» Available data
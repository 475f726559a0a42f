//! Organization billing budget operations.

use crate::client::{GitHubClient, Response};
use crate::errors::GitHubResult;
use crate::stringify::impl_stringify;
use serde::{Deserialize, Serialize};

/// Service for billing budgets.
pub struct BillingService<'a> {
    client: &'a GitHubClient,
}

impl<'a> BillingService<'a> {
    /// Creates a new billing service.
    pub fn new(client: &'a GitHubClient) -> Self {
        Self { client }
    }

    fn budgets_path(org: &str) -> String {
        format!("organizations/{}/settings/billing/budgets", org)
    }

    /// Lists the budgets of an organization.
    pub async fn list_organization_budgets(
        &self,
        org: &str,
    ) -> GitHubResult<(BudgetList, Response)> {
        self.client.get(&Self::budgets_path(org)).await
    }

    /// Gets a single budget.
    pub async fn get_organization_budget(
        &self,
        org: &str,
        budget_id: &str,
    ) -> GitHubResult<(Budget, Response)> {
        self.client
            .get(&format!("{}/{}", Self::budgets_path(org), budget_id))
            .await
    }

    /// Updates a budget; only the fields set on `budget` are sent.
    pub async fn update_organization_budget(
        &self,
        org: &str,
        budget_id: &str,
        budget: &Budget,
    ) -> GitHubResult<(UpdateBudgetResponse, Response)> {
        self.client
            .patch(&format!("{}/{}", Self::budgets_path(org), budget_id), budget)
            .await
    }

    /// Deletes a budget.
    pub async fn delete_organization_budget(
        &self,
        org: &str,
        budget_id: &str,
    ) -> GitHubResult<(DeleteBudgetResponse, Response)> {
        let request = self.client.new_request(
            reqwest::Method::DELETE,
            &format!("{}/{}", Self::budgets_path(org), budget_id),
            Option::<&()>::None,
        )?;
        self.client.send_json(request).await
    }
}

/// Who receives budget alerts.
#[derive(Debug, Clone, Default, PartialEq, Serialize, Deserialize)]
pub struct BudgetAlerting {
    #[serde(skip_serializing_if = "Option::is_none")]
    pub will_alert: Option<bool>,
    #[serde(default, skip_serializing_if = "Vec::is_empty")]
    pub alert_recipients: Vec<String>,
}

/// A spending budget for an organization, repository or cost center.
#[derive(Debug, Clone, Default, PartialEq, Serialize, Deserialize)]
pub struct Budget {
    #[serde(skip_serializing_if = "Option::is_none")]
    pub id: Option<String>,
    /// `ProductPricing` or `SkuPricing`.
    #[serde(skip_serializing_if = "Option::is_none")]
    pub budget_type: Option<String>,
    /// Limit in whole US dollars.
    #[serde(skip_serializing_if = "Option::is_none")]
    pub budget_amount: Option<i64>,
    #[serde(skip_serializing_if = "Option::is_none")]
    pub prevent_further_usage: Option<bool>,
    /// `enterprise`, `organization`, `repository` or `cost_center`.
    #[serde(skip_serializing_if = "Option::is_none")]
    pub budget_scope: Option<String>,
    #[serde(skip_serializing_if = "Option::is_none")]
    pub budget_entity_name: Option<String>,
    #[serde(skip_serializing_if = "Option::is_none")]
    pub budget_product_sku: Option<String>,
    #[serde(skip_serializing_if = "Option::is_none")]
    pub budget_alerting: Option<BudgetAlerting>,
}

/// Budgets of an organization.
#[derive(Debug, Clone, Default, PartialEq, Serialize, Deserialize)]
pub struct BudgetList {
    #[serde(default, skip_serializing_if = "Vec::is_empty")]
    pub budgets: Vec<Budget>,
}

/// Result of a budget update.
#[derive(Debug, Clone, Default, PartialEq, Serialize, Deserialize)]
pub struct UpdateBudgetResponse {
    #[serde(skip_serializing_if = "Option::is_none")]
    pub message: Option<String>,
    #[serde(skip_serializing_if = "Option::is_none")]
    pub budget: Option<Budget>,
}

/// Result of a budget deletion.
#[derive(Debug, Clone, Default, PartialEq, Serialize, Deserialize)]
pub struct DeleteBudgetResponse {
    #[serde(skip_serializing_if = "Option::is_none")]
    pub message: Option<String>,
    #[serde(skip_serializing_if = "Option::is_none")]
    pub id: Option<String>,
}

impl_stringify! {
    BudgetAlerting { will_alert, alert_recipients }
    Budget {
        id, budget_type, budget_amount, prevent_further_usage, budget_scope,
        budget_entity_name, budget_product_sku, budget_alerting,
    }
    BudgetList { budgets }
    UpdateBudgetResponse { message, budget }
    DeleteBudgetResponse { message, id }
}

» Task details
A complete answer reproduces every line of the records in which the word "BudgetAlerting" occurs.

» Solution for this exercise
pub struct BudgetAlerting {
    pub budget_alerting: Option<BudgetAlerting>,
    BudgetAlerting { will_alert, alert_recipients }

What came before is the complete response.